Assemblers keep track of labels used in branches and data transfer instruvtions an a ==symbol table==.
the object file for UNIX system typically contains six distinct pieces:
* the _header_ describes the size and position of the other pieces of the object file.
* the _text segment_ contains the machine code.
* the _static data segment_ contans data allocated for the life of the program.
* the _relocation information_ identifies instrution and data words that depend on absolute address when the program is loaded into memory.
* the _symbol table_ the remaining labels that are not defined, such as external references.

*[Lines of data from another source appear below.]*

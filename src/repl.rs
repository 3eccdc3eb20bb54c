//! Parses and dispatches the statements the driver accepts: `CREATE TABLE`,
//! `INSERT INTO`, and `JOIN`. Tokenizes by splitting on whitespace and
//! punctuation rather than indexing by fixed offsets, in the same spirit as
//! the catalog crate's `CREATE TABLE` tokenizer.

use std::collections::HashMap;

use catalog::{Catalog, TableSchema};
use heap::{tuple, HeapFile};
use join::{FileIdAllocator, GraceHashJoin, NestedLoopBlockHashJoin, OnePassJoin};
use storage_api::StorageManager;

use crate::error::EngineError;

#[derive(Debug, Clone, Copy, PartialEq, Eq)]
enum JoinAlgorithm {
    OnePass,
    NestedLoop,
    Grace,
}

struct JoinSpec {
    left: String,
    right: String,
    algorithm: JoinAlgorithm,
    budget: usize,
}

/// Holds the schema registry and open table handles for a running session,
/// and dispatches each input line to the catalog, heap, and join crates.
#[derive(Debug)]
pub struct Engine {
    catalog: Catalog,
    storage: StorageManager,
    tables: HashMap<String, HeapFile>,
}

impl Engine {
    pub fn new(storage: StorageManager) -> Self {
        Self {
            catalog: Catalog::new(),
            storage,
            tables: HashMap::new(),
        }
    }

    /// Parses and executes one statement, returning a line to print back.
    pub fn execute(&mut self, line: &str) -> Result<String, EngineError> {
        let trimmed = line.trim();
        let keyword = trimmed
            .split_whitespace()
            .next()
            .unwrap_or("")
            .to_ascii_uppercase();

        match keyword.as_str() {
            "" => Ok(String::new()),
            "CREATE" => self.create_table(trimmed),
            "INSERT" => self.insert(trimmed),
            "JOIN" => self.join(trimmed),
            other => Err(EngineError::UnknownStatement(other.to_string())),
        }
    }

    fn create_table(&mut self, sql: &str) -> Result<String, EngineError> {
        let schema = self.catalog.add_table_schema(sql)?;
        let name = schema.name.clone();
        let table = self.storage.open_table(&name)?;
        self.tables.insert(name.clone(), table);
        Ok(format!("table `{name}` created"))
    }

    fn insert(&mut self, sql: &str) -> Result<String, EngineError> {
        let (table_name, values) = parse_insert(sql)?;
        let schema = self.catalog.table(&table_name)?;
        if values.len() != schema.attributes.len() {
            return Err(EngineError::Parse(format!(
                "table `{table_name}` expects {} values, got {}",
                schema.attributes.len(),
                values.len()
            )));
        }
        let table = *self
            .tables
            .get(&table_name)
            .ok_or_else(|| EngineError::UnknownTable(table_name.clone()))?;

        let record = tuple::encode(&values);
        let rid = table.insert_tuple(self.storage.pool(), &record)?;
        Ok(format!(
            "inserted into `{table_name}` at page {} slot {}",
            rid.page_number, rid.slot_number
        ))
    }

    fn join(&mut self, sql: &str) -> Result<String, EngineError> {
        let spec = parse_join(sql)?;

        let left_schema = self.catalog.table(&spec.left)?.clone();
        let right_schema = self.catalog.table(&spec.right)?.clone();
        let left = *self
            .tables
            .get(&spec.left)
            .ok_or_else(|| EngineError::UnknownTable(spec.left.clone()))?;
        let right = *self
            .tables
            .get(&spec.right)
            .ok_or_else(|| EngineError::UnknownTable(spec.right.clone()))?;

        let (mut result_schema, _) = join::result_schema(&left_schema, &right_schema)?;
        let result_name = format!("{}_{}_join", spec.left, spec.right);
        result_schema.name = result_name.clone();
        self.catalog.register_schema(result_schema)?;
        let result = self.storage.open_table(&result_name)?;
        self.tables.insert(result_name.clone(), result);

        let stats = match spec.algorithm {
            JoinAlgorithm::OnePass => OnePassJoin::execute(
                self.storage.pool(),
                left,
                &left_schema,
                right,
                &right_schema,
                result,
            )?,
            JoinAlgorithm::NestedLoop => {
                let operator = NestedLoopBlockHashJoin {
                    budget: spec.budget,
                };
                operator.execute(
                    self.storage.pool(),
                    left,
                    &left_schema,
                    right,
                    &right_schema,
                    result,
                )?
            }
            JoinAlgorithm::Grace => {
                let operator = GraceHashJoin {
                    budget: spec.budget,
                };
                let first_temp_id = self.storage.next_temp_file_id();
                let mut ids = FileIdAllocator::starting_at(first_temp_id);
                operator.execute(
                    self.storage.pool(),
                    left,
                    &left_schema,
                    right,
                    &right_schema,
                    result,
                    &mut ids,
                )?
            }
        };

        Ok(format!(
            "`{result_name}` holds {} result tuples ({} io(s))",
            stats.num_result_tuples, stats.num_ios
        ))
    }
}

fn expect_word<'a>(words: &mut impl Iterator<Item = &'a str>, expected: &str) -> Result<(), EngineError> {
    match words.next() {
        Some(word) if word.eq_ignore_ascii_case(expected) => Ok(()),
        Some(other) => Err(EngineError::Parse(format!(
            "expected `{expected}`, found `{other}`"
        ))),
        None => Err(EngineError::Parse(format!("expected `{expected}`"))),
    }
}

fn next_word<'a>(words: &mut impl Iterator<Item = &'a str>) -> Result<String, EngineError> {
    words
        .next()
        .map(str::to_string)
        .ok_or_else(|| EngineError::Parse("unexpected end of statement".to_string()))
}

/// Parses `INSERT INTO name VALUES (v1, v2, ...)`.
fn parse_insert(sql: &str) -> Result<(String, Vec<String>), EngineError> {
    let mut words = sql.split_whitespace();
    expect_word(&mut words, "INSERT")?;
    expect_word(&mut words, "INTO")?;
    let table_name = next_word(&mut words)?;
    expect_word(&mut words, "VALUES")?;

    let rest: String = words.collect::<Vec<_>>().join(" ");
    let rest = rest.trim();
    let inner = rest
        .strip_prefix('(')
        .and_then(|s| s.strip_suffix(')'))
        .ok_or_else(|| EngineError::Parse("expected `(v1, v2, ...)`".to_string()))?;

    let values = inner
        .split(',')
        .map(|v| v.trim().trim_matches('\'').trim_matches('"').to_string())
        .collect();

    Ok((table_name, values))
}

/// Parses `JOIN left right ON attr [USING onepass|nested_loop|grace] [BUDGET n]`.
fn parse_join(sql: &str) -> Result<JoinSpec, EngineError> {
    let mut words = sql.split_whitespace();
    expect_word(&mut words, "JOIN")?;
    let left = next_word(&mut words)?;
    let right = next_word(&mut words)?;
    expect_word(&mut words, "ON")?;
    let _join_attr = next_word(&mut words)?;

    let mut algorithm = JoinAlgorithm::OnePass;
    let mut budget = 3usize;

    while let Some(word) = words.next() {
        match word.to_ascii_uppercase().as_str() {
            "USING" => {
                let name = next_word(&mut words)?;
                algorithm = match name.to_ascii_lowercase().as_str() {
                    "onepass" => JoinAlgorithm::OnePass,
                    "nested_loop" => JoinAlgorithm::NestedLoop,
                    "grace" => JoinAlgorithm::Grace,
                    other => {
                        return Err(EngineError::Parse(format!(
                            "unknown join algorithm `{other}`"
                        )))
                    }
                };
            }
            "BUDGET" => {
                let n = next_word(&mut words)?;
                budget = n
                    .parse()
                    .map_err(|_| EngineError::Parse("BUDGET must be a positive integer".to_string()))?;
            }
            other => {
                return Err(EngineError::Parse(format!(
                    "unexpected token `{other}` in JOIN statement"
                )))
            }
        }
    }

    Ok(JoinSpec {
        left,
        right,
        algorithm,
        budget,
    })
}

#[cfg(test)]
mod tests {
    use super::*;

    fn engine() -> (Engine, tempfile::TempDir) {
        let dir = tempfile::tempdir().unwrap();
        let storage = StorageManager::new(8, dir.path());
        (Engine::new(storage), dir)
    }

    #[test]
    fn creates_a_table_and_inserts_a_row() {
        let (mut engine, _dir) = engine();
        engine
            .execute("CREATE TABLE students (id INT, name VARCHAR(20))")
            .unwrap();
        let message = engine
            .execute("INSERT INTO students VALUES (1, alice)")
            .unwrap();
        assert!(message.contains("inserted"));
    }

    #[test]
    fn joins_two_tables_on_a_shared_attribute() {
        let (mut engine, _dir) = engine();
        engine.execute("CREATE TABLE l (id INT, name VARCHAR(20))").unwrap();
        engine.execute("CREATE TABLE r (id INT, city VARCHAR(20))").unwrap();
        engine.execute("INSERT INTO l VALUES (1, alice)").unwrap();
        engine.execute("INSERT INTO r VALUES (1, nyc)").unwrap();

        let message = engine.execute("JOIN l r ON id USING onepass").unwrap();
        assert!(message.contains("1 result tuples"));
    }

    #[test]
    fn rejects_an_unknown_statement() {
        let (mut engine, _dir) = engine();
        assert!(engine.execute("DROP TABLE t").is_err());
    }

    #[test]
    fn rejects_insert_with_the_wrong_number_of_values() {
        let (mut engine, _dir) = engine();
        engine.execute("CREATE TABLE t (a INT, b INT)").unwrap();
        assert!(engine.execute("INSERT INTO t VALUES (1)").is_err());
    }
}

* the _debugging information_ contains a concise description of how the modules were compiled so that a debugger can associate machine instructions with C source files and make data structure readable.
### linker
which takes all the independently assembled machine language program and stutches them together.
three steps for linker:
1. place code and data modules symbolically in memory
2. determine the address of data and instruction labels
3. patch both the internal and externel references
the linker uses the relocation information and symbol table in each object module to resolve all undefined labels.
such references occur in branch instructions, jump instructions, and data addresses, so the job of this program is much like that of an editor: it finds the old addresses and replaces them with the new addresses.
the reason a linker is useful is that it is much faster to patch code than it is to recompile and reassemble.
the linker produces an executable file that can be run.
typically, executable file has the same format as an object file, except that it contains no unresolved reference.
---
==EXAMPLE==
link the two object file below. the example will show how a linker work.
there're instructions that refer to the addresses of procedures A and B and the instructions that refer to the addresses of data words X and Y.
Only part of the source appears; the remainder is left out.